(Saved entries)
:::

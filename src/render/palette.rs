use eframe::egui::Color32;

use crate::model::{EdgeKind, NodeKind};

#[derive(Clone, Copy, Debug, PartialEq, Eq)]
pub struct NodeColors {
    pub fill: Color32,
    pub stroke: Color32,
}

impl NodeColors {
    const fn new(fill: Color32, stroke: Color32) -> Self {
        Self { fill, stroke }
    }
}

#[derive(Clone, Copy, Debug, Default, PartialEq, Eq, clap::ValueEnum)]
pub enum PaletteKind {
    /// File, function, class, variable and import colors.
    #[default]
    Dependency,
    /// Adds module, method and external module colors.
    Rag,
}

impl PaletteKind {
    pub const ALL: [PaletteKind; 2] = [PaletteKind::Dependency, PaletteKind::Rag];

    pub fn label(self) -> &'static str {
        match self {
            Self::Dependency => "Dependency",
            Self::Rag => "RAG",
        }
    }

    pub fn palette(self) -> Palette {
        match self {
            Self::Dependency => Palette::dependency(),
            Self::Rag => Palette::rag(),
        }
    }
}

/// Color tables for one view. Kinds without an entry use the default pair.
#[derive(Clone, Debug, PartialEq)]
pub struct Palette {
    nodes: Vec<(NodeKind, NodeColors)>,
    edges: Vec<(EdgeKind, Color32)>,
    pub default_node: NodeColors,
    pub default_edge: Color32,
    pub background: Color32,
    pub grid: Color32,
    /// Stroke of hovered and selected nodes.
    pub focus_stroke: Color32,
    pub label: Color32,
}

impl Palette {
    pub fn dependency() -> Self {
        Self {
            nodes: vec![
                (
                    NodeKind::File,
                    NodeColors::new(Color32::from_rgb(59, 130, 246), Color32::from_rgb(29, 78, 216)),
                ),
                (
                    NodeKind::Function,
                    NodeColors::new(Color32::from_rgb(16, 185, 129), Color32::from_rgb(4, 120, 87)),
                ),
                (
                    NodeKind::Class,
                    NodeColors::new(Color32::from_rgb(245, 158, 11), Color32::from_rgb(180, 83, 9)),
                ),
                (
                    NodeKind::Variable,
                    NodeColors::new(Color32::from_rgb(139, 92, 246), Color32::from_rgb(109, 40, 217)),
                ),
                (
                    NodeKind::Import,
                    NodeColors::new(Color32::from_rgb(236, 72, 153), Color32::from_rgb(190, 24, 93)),
                ),
            ],
            edges: vec![
                (EdgeKind::Imports, Color32::from_rgb(96, 165, 250)),
                (EdgeKind::Calls, Color32::from_rgb(52, 211, 153)),
                (EdgeKind::Extends, Color32::from_rgb(251, 191, 36)),
                (EdgeKind::Uses, Color32::from_rgb(167, 139, 250)),
            ],
            default_node: NodeColors::new(Color32::from_rgb(107, 114, 128), Color32::from_rgb(75, 85, 99)),
            default_edge: Color32::from_rgb(148, 163, 184),
            background: Color32::from_rgb(19, 23, 29),
            grid: Color32::from_rgba_unmultiplied(60, 70, 80, 70),
            focus_stroke: Color32::from_rgb(245, 245, 245),
            label: Color32::from_gray(238),
        }
    }

    pub fn rag() -> Self {
        let mut palette = Self::dependency();
        palette.nodes.extend([
            (
                NodeKind::Module,
                NodeColors::new(Color32::from_rgb(6, 182, 212), Color32::from_rgb(14, 116, 144)),
            ),
            (
                NodeKind::Method,
                NodeColors::new(Color32::from_rgb(132, 204, 22), Color32::from_rgb(77, 124, 15)),
            ),
            (
                NodeKind::ExternalModule,
                NodeColors::new(Color32::from_rgb(239, 68, 68), Color32::from_rgb(185, 28, 28)),
            ),
        ]);
        palette.background = Color32::from_rgb(26, 26, 46);
        palette
    }

    pub fn node_colors(&self, kind: NodeKind) -> NodeColors {
        self.nodes
            .iter()
            .find(|(entry, _)| *entry == kind)
            .map(|(_, colors)| *colors)
            .unwrap_or(self.default_node)
    }

    pub fn edge_color(&self, kind: EdgeKind) -> Color32 {
        self.edges
            .iter()
            .find(|(entry, _)| *entry == kind)
            .map(|(_, color)| *color)
            .unwrap_or(self.default_edge)
    }

    /// Kinds with a dedicated color, for the legend.
    pub fn legend(&self) -> impl Iterator<Item = (NodeKind, NodeColors)> + '_ {
        self.nodes.iter().copied()
    }
}

impl Default for Palette {
    fn default() -> Self {
        Self::dependency()
    }
}

#[cfg(test)]
mod tests {
    use super::*;

    #[test]
    fn unknown_kinds_use_default_pair() {
        let palette = Palette::dependency();
        assert_eq!(palette.node_colors(NodeKind::Unknown), palette.default_node);
        assert_eq!(palette.node_colors(NodeKind::Method), palette.default_node);
        assert_eq!(palette.edge_color(EdgeKind::Other), palette.default_edge);
    }

    #[test]
    fn rag_extends_dependency_colors() {
        let dependency = Palette::dependency();
        let rag = Palette::rag();
        assert_eq!(rag.node_colors(NodeKind::File), dependency.node_colors(NodeKind::File));
        assert_ne!(rag.node_colors(NodeKind::Method), rag.default_node);
        assert_eq!(rag.legend().count(), NodeKind::ALL.len());
    }
}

:::

■ Problem details
After the last line of the data, restate all the entries verbatim.

■ Exercise result
filename src/render/palette.rs
use eframe::egui::Color32;

use crate::model::{EdgeKind, NodeKind};

#[derive(Clone, Copy, Debug, PartialEq, Eq)]
pub struct NodeColors {
    pub fill: Color32,
    pub stroke: Color32,
}

impl NodeColors {
    const fn new(fill: Color32, stroke: Color32) -> Self {
        Self { fill, stroke }
    }
}

#[derive(Clone, Copy, Debug, Default, PartialEq, Eq, clap::ValueEnum)]
pub enum PaletteKind {
    /// File, function, class, variable and import colors.
    #[default]
    Dependency,
    /// Adds module, method and external module colors.
    Rag,
}

impl PaletteKind {
    pub const ALL: [PaletteKind; 2] = [PaletteKind::Dependency, PaletteKind::Rag];

    pub fn label(self) -> &'static str {
        match self {
            Self::Dependency => "Dependency",
            Self::Rag => "RAG",
        }
    }

    pub fn palette(self) -> Palette {
        match self {
            Self::Dependency => Palette::dependency(),
            Self::Rag => Palette::rag(),
        }
    }
}

/// Color tables for one view. Kinds without an entry use the default pair.
#[derive(Clone, Debug, PartialEq)]
pub struct Palette {
    nodes: Vec<(NodeKind, NodeColors)>,
    edges: Vec<(EdgeKind, Color32)>,
    pub default_node: NodeColors,
    pub default_edge: Color32,
    pub background: Color32,
    pub grid: Color32,
    /// Stroke of hovered and selected nodes.
    pub focus_stroke: Color32,
    pub label: Color32,
}

impl Palette {
    pub fn dependency() -> Self {
        Self {
            nodes: vec![
                (
                    NodeKind::File,
                    NodeColors::new(Color32::from_rgb(59, 130, 246), Color32::from_rgb(29, 78, 216)),
                ),
                (
                    NodeKind::Function,
                    NodeColors::new(Color32::from_rgb(16, 185, 129), Color32::from_rgb(4, 120, 87)),
                ),
                (
                    NodeKind::Class,
                    NodeColors::new(Color32::from_rgb(245, 158, 11), Color32::from_rgb(180, 83, 9)),
                ),
                (
                    NodeKind::Variable,
                    NodeColors::new(Color32::from_rgb(139, 92, 246), Color32::from_rgb(109, 40, 217)),
                ),
                (
                    NodeKind::Import,
                    NodeColors::new(Color32::from_rgb(236, 72, 153), Color32::from_rgb(190, 24, 93)),
                ),
            ],
            edges: vec![
                (EdgeKind::Imports, Color32::from_rgb(96, 165, 250)),
                (EdgeKind::Calls, Color32::from_rgb(52, 211, 153)),
                (EdgeKind::Extends, Color32::from_rgb(251, 191, 36)),
                (EdgeKind::Uses, Color32::from_rgb(167, 139, 250)),
            ],
            default_node: NodeColors::new(Color32::from_rgb(107, 114, 128), Color32::from_rgb(75, 85, 99)),
            default_edge: Color32::from_rgb(148, 163, 184),
            background: Color32::from_rgb(19, 23, 29),
            grid: Color32::from_rgba_unmultiplied(60, 70, 80, 70),
            focus_stroke: Color32::from_rgb(245, 245, 245),
            label: Color32::from_gray(238),
        }
    }

    pub fn rag() -> Self {
        let mut palette = Self::dependency();
        palette.nodes.extend([
            (
                NodeKind::Module,
                NodeColors::new(Color32::from_rgb(6, 182, 212), Color32::from_rgb(14, 116, 144)),
            ),
            (
                NodeKind::Method,
                NodeColors::new(Color32::from_rgb(132, 204, 22), Color32::from_rgb(77, 124, 15)),
            ),
            (
                NodeKind::ExternalModule,
                NodeColors::new(Color32::from_rgb(239, 68, 68), Color32::from_rgb(185, 28, 28)),
            ),
        ]);
        palette.background = Color32::from_rgb(26, 26, 46);
        palette
    }

    pub fn node_colors(&self, kind: NodeKind) -> NodeColors {
        self.nodes
            .iter()
            .find(|(entry, _)| *entry == kind)
            .map(|(_, colors)| *colors)
            .unwrap_or(self.default_node)
    }

    pub fn edge_color(&self, kind: EdgeKind) -> Color32 {
        self.edges
            .iter()
            .find(|(entry, _)| *entry == kind)
            .map(|(_, color)| *color)
            .unwrap_or(self.default_edge)
    }

    /// Kinds with a dedicated color, for the legend.
    pub fn legend(&self) -> impl Iterator<Item = (NodeKind, NodeColors)> + '_ {
        self.nodes.iter().copied()
    }
}

impl Default for Palette {
    fn default() -> Self {
        Self::dependency()
    }
}

#[cfg(test)]
mod tests {
    use super::*;

    #[test]
    fn unknown_kinds_use_default_pair() {
        let palette = Palette::dependency();
        assert_eq!(palette.node_colors(NodeKind::Unknown), palette.default_node);
        assert_eq!(palette.node_colors(NodeKind::Method), palette.default_node);
        assert_eq!(palette.edge_color(EdgeKind::Other), palette.default_edge);
    }

    #[test]
    fn rag_extends_dependency_colors() {
        let dependency = Palette::dependency();
        let rag = Palette::rag();
        assert_eq!(rag.node_colors(NodeKind::File), dependency.node_colors(NodeKind::File));
        assert_ne!(rag.node_colors(NodeKind::Method), rag.default_node);
        assert_eq!(rag.legend().count(), NodeKind::ALL.len());
    }
}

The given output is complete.